Security
Last updated: May 2026
Overview
Security is a core part of how PxShot is built. This page documents how we protect your account, your API keys, and the data that flows through the service.
API Key Security
API keys are never stored in plaintext. When you create a key, we immediately hash it with SHA-256 and store only the hash. The raw key is shown to you once at creation time and cannot be retrieved again — if lost, you should delete it and create a new one.
Keys follow the format px_... and are 64 hex characters after the prefix. Treat your API key like a password — do not commit it to source control, include it in public repositories, or log it in application output.
Origin Locking
Every API key can be restricted to one or more allowed HTTP origins (e.g. https://yourapp.com).

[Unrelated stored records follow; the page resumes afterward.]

//! Decoded video frames as handed to the pipeline by the caller.

use ndarray::{Array2, Array3, ArrayView3, ShapeError, s};

use crate::geometry::BBox;

/// An owned RGB frame stored as an `(height, width, 3)` array.
#[derive(Debug, Clone, PartialEq)]
pub struct Frame {
    pixels: Array3<u8>,
}

impl Frame {
    /// Wrap an `(height, width, 3)` RGB array.
    ///
    /// Returns `None` when the last axis does not hold exactly three channels.
    pub fn from_array(pixels: Array3<u8>) -> Option<Self> {
        (pixels.dim().2 == 3).then_some(Self { pixels })
    }

    /// Build a frame from row-major interleaved RGB bytes.
    pub fn from_rgb(width: usize, height: usize, data: Vec<u8>) -> Result<Self, ShapeError> {
        let pixels = Array3::from_shape_vec((height, width, 3), data)?;
        Ok(Self { pixels })
    }

    /// A frame filled with one color.
    pub fn filled(width: usize, height: usize, rgb: [u8; 3]) -> Self {
        let pixels = Array3::from_shape_fn((height, width, 3), |(_, _, c)| rgb[c]);
        Self { pixels }
    }

    #[inline]
    pub fn width(&self) -> usize {
        self.pixels.dim().1
    }

    #[inline]
    pub fn height(&self) -> usize {
        self.pixels.dim().0
    }

    pub fn pixels(&self) -> &Array3<u8> {
        &self.pixels
    }

    pub fn pixels_mut(&mut self) -> &mut Array3<u8> {
        &mut self.pixels
    }

    /// Fill the pixel rectangle `[x1, x2) x [y1, y2)` with `rgb`, clamped to the frame.
    pub fn fill_rect(&mut self, x1: usize, y1: usize, x2: usize, y2: usize, rgb: [u8; 3]) {
        let (h, w, _) = self.pixels.dim();
        let (x2, y2) = (x2.min(w), y2.min(h));
        if x1 >= x2 || y1 >= y2 {
            return;
        }
        for (c, value) in rgb.into_iter().enumerate() {
            self.pixels.slice_mut(s![y1..y2, x1..x2, c]).fill(value);
        }
    }

    /// Luma conversion with ITU-R BT.601 weights.
    pub fn to_gray(&self) -> Array2<f32> {
        let (h, w, _) = self.pixels.dim();
        Array2::from_shape_fn((h, w), |(y, x)| {
            0.299 * self.pixels[[y, x, 0]] as f32
                + 0.587 * self.pixels[[y, x, 1]] as f32
                + 0.114 * self.pixels[[y, x, 2]] as f32
        })
    }

    /// View of the pixels covered by `bbox`.
    ///
    /// Coordinates are truncated to integers and clamped to the frame, so a box
    /// partially outside the frame yields the visible part and a degenerate box
    /// yields an empty view.
    pub fn crop(&self, bbox: &BBox) -> ArrayView3<'_, u8> {
        let (h, w, _) = self.pixels.dim();
        let clamp = |v: f32, max: usize| (v.max(0.0) as usize).min(max);
        let x1 = clamp(bbox.x1, w);
        let x2 = clamp(bbox.x2, w).max(x1);
        let y1 = clamp(bbox.y1, h);
        let y2 = clamp(bbox.y2, h).max(y1);
        self.pixels.slice(s![y1..y2, x1..x2, ..])
    }
}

When an origin lock is set, requests arriving from any other origin are rejected with HTTP 403 — even if the key itself is valid.
Origin locking is the recommended approach when using your API key in client-side JavaScript, browser extensions, or any environment where the key could be observed in network traffic. Configure it from the API Keys tab in your dashboard.
HTTPS Only
All traffic to pxshot.dev — both the dashboard and the API endpoint — is served exclusively over HTTPS. HTTP requests are redirected. TLS termination is handled by Cloudflare, which enforces modern cipher suites and HTTP/2.
Screenshot Data
PxShot does not store the screenshots it captures. The browser rendering process captures the image and streams it directly back to your request. Only metadata is persisted to our database: the target URL, dimensions, format, file size, and capture duration. This metadata is tied to your account and used for usage tracking and rate limiting.

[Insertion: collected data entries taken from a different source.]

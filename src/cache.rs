//! On-disk cache for expensive intermediate artifacts.
//!
//! Artifacts are stored as MessagePack blobs in one directory. The file name
//! is the SHA-256 of the artifact kind and a caller-chosen stable key (usually
//! the source video path), so a cache hit returns exactly the bytes written by
//! the earlier run.

use std::fs;
use std::path::{Path, PathBuf};

use serde::Serialize;
use serde::de::DeserializeOwned;
use sha2::{Digest, Sha256};
use thiserror::Error;
use tracing::debug;

/// Errors raised by the artifact cache. None of them is fatal to the
/// pipeline, which recomputes on any failure.
#[derive(Debug, Error)]
pub enum CacheError {
    #[error("cache IO error: {0}")]
    Io(#[from] std::io::Error),

    #[error("failed to encode artifact: {0}")]
    Encode(#[from] rmp_serde::encode::Error),

    #[error("failed to decode artifact: {0}")]
    Decode(#[from] rmp_serde::decode::Error),
}

/// Kind of a cached artifact.
#[derive(Debug, Clone, Copy, PartialEq, Eq)]
pub enum ArtifactKind {
    /// Raw tracker output.
    Tracks,
    /// Per-frame camera movement sequence.
    CameraMovements,
}

impl ArtifactKind {
    fn tag(self) -> &'static str {
        match self {
            ArtifactKind::Tracks => "tracks",
            ArtifactKind::CameraMovements => "camera_movements",
        }
    }
}

/// Directory of cached artifacts.
#[derive(Debug, Clone)]
pub struct ArtifactCache {
    dir: PathBuf,
}

impl ArtifactCache {
    pub fn new(dir: impl Into<PathBuf>) -> Self {
        Self { dir: dir.into() }
    }

    pub fn dir(&self) -> &Path {
        &self.dir
    }

    /// File backing an artifact.
    pub fn path_for(&self, kind: ArtifactKind, key: &str) -> PathBuf {
        let mut hasher = Sha256::new();
        hasher.update(kind.tag().as_bytes());
        hasher.update([0u8]);
        hasher.update(key.as_bytes());
        self.dir
            .join(format!("{}-{:x}.msgpack", kind.tag(), hasher.finalize()))
    }

    /// Load an artifact. A missing file is `Ok(None)`.
    pub fn load<T: DeserializeOwned>(
        &self,
        kind: ArtifactKind,
        key: &str,
    ) -> Result<Option<T>, CacheError> {
        let path = self.path_for(kind, key);
        let bytes = match fs::read(&path) {
            Ok(bytes) => bytes,
            Err(e) if e.kind() == std::io::ErrorKind::NotFound => return Ok(None),
            Err(e) => return Err(e.into()),
        };
        debug!(path = %path.display(), bytes = bytes.len(), "cache hit");
        Ok(Some(rmp_serde::from_slice(&bytes)?))
    }

    /// Store an artifact, replacing any earlier version.
    pub fn store<T: Serialize>(
        &self,
        kind: ArtifactKind,
        key: &str,
        value: &T,
    ) -> Result<(), CacheError> {
        fs::create_dir_all(&self.dir)?;
        let bytes = rmp_serde::to_vec_named(value)?;
        let path = self.path_for(kind, key);
        let tmp = path.with_extension("tmp");
        fs::write(&tmp, &bytes)?;
        fs::rename(&tmp, &path)?;
        debug!(path = %path.display(), bytes = bytes.len(), "artifact cached");
        Ok(())
    }

    /// Remove an artifact if present.
    pub fn remove(&self, kind: ArtifactKind, key: &str) -> Result<(), CacheError> {
        match fs::remove_file(self.path_for(kind, key)) {
            Err(e) if e.kind() != std::io::ErrorKind::NotFound => Err(e.into()),
            _ => Ok(()),
        }
    }
}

URL logs are retained for 90 days and then purged. You can see a rolling log of your recent captures in the dashboard.
Request Validation
Before any browser is launched, every capture request is validated:
- The target URL must include a valid protocol (
https://orhttp://). - Requests to private IP ranges (localhost, 192.168.x.x, 10.x.x.x, 172.16–31.x.x, and link-local addresses) are blocked to prevent server-side request forgery (SSRF).
- Known ad, tracker, and analytics domains are blocked during page rendering to reduce noise and prevent data leakage to third parties.
Password Security
Account passwords are hashed using PBKDF2 with SHA-256, 100,000 iterations, and a random 16-byte salt per password. Plaintext passwords are never stored or logged. Password reset links are single-use and expire after a short window.
Payment Security
All payment processing is handled by Stripe. PxShot never receives or stores raw card numbers, CVV codes, or other sensitive payment details. We store only your Stripe customer ID and subscription ID to manage your plan.
Infrastructure
PxShot runs on a serverless edge platform where each request is handled in an isolated execution environment. There is no persistent server process and no shared memory between requests. The database encrypts all data at rest. Browser rendering runs in an isolated environment that is fully separated from the API layer.
Vulnerability Disclosure
If you discover a security vulnerability in PxShot, please report it responsibly by emailing support@pxshot.dev with a description of the issue and steps to reproduce. We ask that you do not publicly disclose the vulnerability until we have had a reasonable opportunity to investigate and address it.
We do not currently offer a bug bounty program, but we will acknowledge and credit researchers who report valid issues in good faith.